Requirement: Set down every line of the data, unchanged and complete.

Record set:

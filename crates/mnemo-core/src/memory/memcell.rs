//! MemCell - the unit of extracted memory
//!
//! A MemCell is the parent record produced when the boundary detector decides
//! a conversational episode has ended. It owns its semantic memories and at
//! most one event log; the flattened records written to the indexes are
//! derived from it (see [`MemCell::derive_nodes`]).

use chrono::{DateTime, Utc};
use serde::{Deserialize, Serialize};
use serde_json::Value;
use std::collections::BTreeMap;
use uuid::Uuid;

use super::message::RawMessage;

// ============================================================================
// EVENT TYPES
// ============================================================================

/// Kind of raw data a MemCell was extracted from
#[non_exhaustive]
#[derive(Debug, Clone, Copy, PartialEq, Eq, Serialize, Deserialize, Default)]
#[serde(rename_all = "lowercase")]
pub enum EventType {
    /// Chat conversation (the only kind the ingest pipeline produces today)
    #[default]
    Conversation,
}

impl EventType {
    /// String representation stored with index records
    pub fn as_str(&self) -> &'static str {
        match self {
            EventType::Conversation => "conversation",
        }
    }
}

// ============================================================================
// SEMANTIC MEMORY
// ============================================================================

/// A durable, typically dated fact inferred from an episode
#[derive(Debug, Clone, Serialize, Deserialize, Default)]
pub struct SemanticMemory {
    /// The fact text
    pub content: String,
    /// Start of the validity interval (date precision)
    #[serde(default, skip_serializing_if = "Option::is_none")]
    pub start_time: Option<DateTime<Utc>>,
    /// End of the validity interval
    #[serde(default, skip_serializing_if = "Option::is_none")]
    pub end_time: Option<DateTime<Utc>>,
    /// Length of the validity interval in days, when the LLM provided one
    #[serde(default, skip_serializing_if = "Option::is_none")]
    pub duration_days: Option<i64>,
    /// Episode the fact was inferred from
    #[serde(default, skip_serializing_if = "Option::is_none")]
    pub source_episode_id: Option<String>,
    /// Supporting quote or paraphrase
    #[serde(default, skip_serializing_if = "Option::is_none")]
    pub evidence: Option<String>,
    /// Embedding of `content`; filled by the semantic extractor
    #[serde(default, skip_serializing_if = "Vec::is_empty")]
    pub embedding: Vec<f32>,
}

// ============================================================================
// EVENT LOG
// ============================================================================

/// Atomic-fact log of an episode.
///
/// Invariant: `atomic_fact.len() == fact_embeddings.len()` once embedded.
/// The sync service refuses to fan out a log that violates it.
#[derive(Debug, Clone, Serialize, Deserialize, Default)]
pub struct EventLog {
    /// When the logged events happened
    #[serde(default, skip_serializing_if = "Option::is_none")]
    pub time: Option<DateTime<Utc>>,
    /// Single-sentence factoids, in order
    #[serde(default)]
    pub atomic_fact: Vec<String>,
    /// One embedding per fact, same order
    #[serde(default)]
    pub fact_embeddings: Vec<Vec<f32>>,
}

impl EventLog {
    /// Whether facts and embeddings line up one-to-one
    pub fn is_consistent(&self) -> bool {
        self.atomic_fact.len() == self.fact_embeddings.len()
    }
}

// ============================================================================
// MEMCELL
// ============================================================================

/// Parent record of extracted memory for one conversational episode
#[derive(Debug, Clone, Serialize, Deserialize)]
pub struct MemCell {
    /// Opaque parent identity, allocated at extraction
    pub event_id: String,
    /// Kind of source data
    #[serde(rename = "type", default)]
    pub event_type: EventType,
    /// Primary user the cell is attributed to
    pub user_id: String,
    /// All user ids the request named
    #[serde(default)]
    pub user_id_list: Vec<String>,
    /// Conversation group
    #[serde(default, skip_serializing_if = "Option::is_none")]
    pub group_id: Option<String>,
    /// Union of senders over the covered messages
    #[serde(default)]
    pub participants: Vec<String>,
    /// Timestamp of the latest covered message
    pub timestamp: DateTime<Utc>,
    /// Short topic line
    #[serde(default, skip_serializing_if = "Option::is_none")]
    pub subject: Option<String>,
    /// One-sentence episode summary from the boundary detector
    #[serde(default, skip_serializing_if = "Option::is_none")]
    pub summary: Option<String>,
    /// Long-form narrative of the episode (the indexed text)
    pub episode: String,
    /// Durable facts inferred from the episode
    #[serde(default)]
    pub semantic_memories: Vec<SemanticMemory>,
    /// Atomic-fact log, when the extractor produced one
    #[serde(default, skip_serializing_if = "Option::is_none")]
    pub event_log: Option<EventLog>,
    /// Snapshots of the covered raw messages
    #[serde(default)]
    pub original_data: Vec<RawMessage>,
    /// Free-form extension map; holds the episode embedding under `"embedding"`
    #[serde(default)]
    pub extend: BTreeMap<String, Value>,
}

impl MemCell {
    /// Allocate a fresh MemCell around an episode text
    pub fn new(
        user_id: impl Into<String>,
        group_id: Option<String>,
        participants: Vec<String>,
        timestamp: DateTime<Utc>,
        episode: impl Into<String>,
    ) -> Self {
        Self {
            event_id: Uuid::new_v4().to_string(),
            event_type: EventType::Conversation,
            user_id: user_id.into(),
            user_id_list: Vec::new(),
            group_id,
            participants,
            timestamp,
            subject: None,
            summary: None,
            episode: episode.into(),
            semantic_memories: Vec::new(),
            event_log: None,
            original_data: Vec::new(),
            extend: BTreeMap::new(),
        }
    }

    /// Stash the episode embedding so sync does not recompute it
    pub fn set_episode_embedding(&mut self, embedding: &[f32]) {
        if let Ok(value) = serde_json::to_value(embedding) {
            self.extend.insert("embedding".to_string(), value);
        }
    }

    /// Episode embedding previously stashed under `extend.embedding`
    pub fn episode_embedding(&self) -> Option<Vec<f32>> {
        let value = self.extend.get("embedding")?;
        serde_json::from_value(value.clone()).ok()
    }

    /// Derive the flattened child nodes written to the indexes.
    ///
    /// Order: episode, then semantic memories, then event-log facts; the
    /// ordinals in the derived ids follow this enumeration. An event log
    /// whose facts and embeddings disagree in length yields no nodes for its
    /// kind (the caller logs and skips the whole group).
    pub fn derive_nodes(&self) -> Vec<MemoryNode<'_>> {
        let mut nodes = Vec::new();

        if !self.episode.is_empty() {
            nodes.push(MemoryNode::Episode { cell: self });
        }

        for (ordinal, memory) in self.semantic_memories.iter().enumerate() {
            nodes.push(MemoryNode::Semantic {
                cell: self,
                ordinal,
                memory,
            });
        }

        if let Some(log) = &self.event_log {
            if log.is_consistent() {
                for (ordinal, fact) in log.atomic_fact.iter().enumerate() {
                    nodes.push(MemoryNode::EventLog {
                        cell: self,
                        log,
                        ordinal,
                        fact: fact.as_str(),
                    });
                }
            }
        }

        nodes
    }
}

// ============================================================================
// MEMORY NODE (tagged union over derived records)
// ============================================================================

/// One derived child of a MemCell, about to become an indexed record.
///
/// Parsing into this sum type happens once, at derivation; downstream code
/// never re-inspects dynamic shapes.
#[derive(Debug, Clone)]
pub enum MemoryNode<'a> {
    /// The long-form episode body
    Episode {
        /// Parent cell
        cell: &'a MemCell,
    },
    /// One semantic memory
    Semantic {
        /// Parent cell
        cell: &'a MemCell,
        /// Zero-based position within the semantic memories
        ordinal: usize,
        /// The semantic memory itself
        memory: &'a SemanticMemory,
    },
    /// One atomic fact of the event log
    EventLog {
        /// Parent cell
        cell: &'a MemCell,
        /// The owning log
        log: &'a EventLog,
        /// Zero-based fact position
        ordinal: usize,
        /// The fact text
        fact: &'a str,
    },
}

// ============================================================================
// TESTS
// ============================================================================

Answer to this problem:
filename crates/mnemo-core/src/memory/memcell.rs
//! MemCell - the unit of extracted memory
//!
//! A MemCell is the parent record produced when the boundary detector decides
//! a conversational episode has ended. It owns its semantic memories and at
//! most one event log; the flattened records written to the indexes are
//! derived from it (see [`MemCell::derive_nodes`]).

use chrono::{DateTime, Utc};
use serde::{Deserialize, Serialize};
use serde_json::Value;
use std::collections::BTreeMap;
use uuid::Uuid;

use super::message::RawMessage;

// ============================================================================
// EVENT TYPES
// ============================================================================

/// Kind of raw data a MemCell was extracted from
#[non_exhaustive]
#[derive(Debug, Clone, Copy, PartialEq, Eq, Serialize, Deserialize, Default)]
#[serde(rename_all = "lowercase")]
pub enum EventType {
    /// Chat conversation (the only kind the ingest pipeline produces today)
    #[default]
    Conversation,
}

impl EventType {
    /// String representation stored with index records
    pub fn as_str(&self) -> &'static str {
        match self {
            EventType::Conversation => "conversation",
        }
    }
}

// ============================================================================
// SEMANTIC MEMORY
// ============================================================================

/// A durable, typically dated fact inferred from an episode
#[derive(Debug, Clone, Serialize, Deserialize, Default)]
pub struct SemanticMemory {
    /// The fact text
    pub content: String,
    /// Start of the validity interval (date precision)
    #[serde(default, skip_serializing_if = "Option::is_none")]
    pub start_time: Option<DateTime<Utc>>,
    /// End of the validity interval
    #[serde(default, skip_serializing_if = "Option::is_none")]
    pub end_time: Option<DateTime<Utc>>,
    /// Length of the validity interval in days, when the LLM provided one
    #[serde(default, skip_serializing_if = "Option::is_none")]
    pub duration_days: Option<i64>,
    /// Episode the fact was inferred from
    #[serde(default, skip_serializing_if = "Option::is_none")]
    pub source_episode_id: Option<String>,
    /// Supporting quote or paraphrase
    #[serde(default, skip_serializing_if = "Option::is_none")]
    pub evidence: Option<String>,
    /// Embedding of `content`; filled by the semantic extractor
    #[serde(default, skip_serializing_if = "Vec::is_empty")]
    pub embedding: Vec<f32>,
}

// ============================================================================
// EVENT LOG
// ============================================================================

/// Atomic-fact log of an episode.
///
/// Invariant: `atomic_fact.len() == fact_embeddings.len()` once embedded.
/// The sync service refuses to fan out a log that violates it.
#[derive(Debug, Clone, Serialize, Deserialize, Default)]
pub struct EventLog {
    /// When the logged events happened
    #[serde(default, skip_serializing_if = "Option::is_none")]
    pub time: Option<DateTime<Utc>>,
    /// Single-sentence factoids, in order
    #[serde(default)]
    pub atomic_fact: Vec<String>,
    /// One embedding per fact, same order
    #[serde(default)]
    pub fact_embeddings: Vec<Vec<f32>>,
}

impl EventLog {
    /// Whether facts and embeddings line up one-to-one
    pub fn is_consistent(&self) -> bool {
        self.atomic_fact.len() == self.fact_embeddings.len()
    }
}

// ============================================================================
// MEMCELL
// ============================================================================

/// Parent record of extracted memory for one conversational episode
#[derive(Debug, Clone, Serialize, Deserialize)]
pub struct MemCell {
    /// Opaque parent identity, allocated at extraction
    pub event_id: String,
    /// Kind of source data
    #[serde(rename = "type", default)]
    pub event_type: EventType,
    /// Primary user the cell is attributed to
    pub user_id: String,
    /// All user ids the request named
    #[serde(default)]
    pub user_id_list: Vec<String>,
    /// Conversation group
    #[serde(default, skip_serializing_if = "Option::is_none")]
    pub group_id: Option<String>,
    /// Union of senders over the covered messages
    #[serde(default)]
    pub participants: Vec<String>,
    /// Timestamp of the latest covered message
    pub timestamp: DateTime<Utc>,
    /// Short topic line
    #[serde(default, skip_serializing_if = "Option::is_none")]
    pub subject: Option<String>,
    /// One-sentence episode summary from the boundary detector
    #[serde(default, skip_serializing_if = "Option::is_none")]
    pub summary: Option<String>,
    /// Long-form narrative of the episode (the indexed text)
    pub episode: String,
    /// Durable facts inferred from the episode
    #[serde(default)]
    pub semantic_memories: Vec<SemanticMemory>,
    /// Atomic-fact log, when the extractor produced one
    #[serde(default, skip_serializing_if = "Option::is_none")]
    pub event_log: Option<EventLog>,
    /// Snapshots of the covered raw messages
    #[serde(default)]
    pub original_data: Vec<RawMessage>,
    /// Free-form extension map; holds the episode embedding under `"embedding"`
    #[serde(default)]
    pub extend: BTreeMap<String, Value>,
}

impl MemCell {
    /// Allocate a fresh MemCell around an episode text
    pub fn new(
        user_id: impl Into<String>,
        group_id: Option<String>,
        participants: Vec<String>,
        timestamp: DateTime<Utc>,
        episode: impl Into<String>,
    ) -> Self {
        Self {
            event_id: Uuid::new_v4().to_string(),
            event_type: EventType::Conversation,
            user_id: user_id.into(),
            user_id_list: Vec::new(),
            group_id,
            participants,
            timestamp,
            subject: None,
            summary: None,
            episode: episode.into(),
            semantic_memories: Vec::new(),
            event_log: None,
            original_data: Vec::new(),
            extend: BTreeMap::new(),
        }
    }

    /// Stash the episode embedding so sync does not recompute it
    pub fn set_episode_embedding(&mut self, embedding: &[f32]) {
        if let Ok(value) = serde_json::to_value(embedding) {
            self.extend.insert("embedding".to_string(), value);
        }
    }

    /// Episode embedding previously stashed under `extend.embedding`
    pub fn episode_embedding(&self) -> Option<Vec<f32>> {
        let value = self.extend.get("embedding")?;
        serde_json::from_value(value.clone()).ok()
    }

    /// Derive the flattened child nodes written to the indexes.
    ///
    /// Order: episode, then semantic memories, then event-log facts; the
    /// ordinals in the derived ids follow this enumeration. An event log
    /// whose facts and embeddings disagree in length yields no nodes for its
    /// kind (the caller logs and skips the whole group).
    pub fn derive_nodes(&self) -> Vec<MemoryNode<'_>> {
        let mut nodes = Vec::new();

        if !self.episode.is_empty() {
            nodes.push(MemoryNode::Episode { cell: self });
        }

        for (ordinal, memory) in self.semantic_memories.iter().enumerate() {
            nodes.push(MemoryNode::Semantic {
                cell: self,
                ordinal,
                memory,
            });
        }

        if let Some(log) = &self.event_log {
            if log.is_consistent() {
                for (ordinal, fact) in log.atomic_fact.iter().enumerate() {
                    nodes.push(MemoryNode::EventLog {
                        cell: self,
                        log,
                        ordinal,
                        fact: fact.as_str(),
                    });
                }
            }
        }

        nodes
    }
}

// ============================================================================
// MEMORY NODE (tagged union over derived records)
// ============================================================================

/// One derived child of a MemCell, about to become an indexed record.
///
/// Parsing into this sum type happens once, at derivation; downstream code
/// never re-inspects dynamic shapes.
#[derive(Debug, Clone)]
pub enum MemoryNode<'a> {
    /// The long-form episode body
    Episode {
        /// Parent cell
        cell: &'a MemCell,
    },
    /// One semantic memory
    Semantic {
        /// Parent cell
        cell: &'a MemCell,
        /// Zero-based position within the semantic memories
        ordinal: usize,
        /// The semantic memory itself
        memory: &'a SemanticMemory,
    },
    /// One atomic fact of the event log
    EventLog {
        /// Parent cell
        cell: &'a MemCell,
        /// The owning log
        log: &'a EventLog,
        /// Zero-based fact position
        ordinal: usize,
        /// The fact text
        fact: &'a str,
    },
}

// ============================================================================
// TESTS
// ============================================================================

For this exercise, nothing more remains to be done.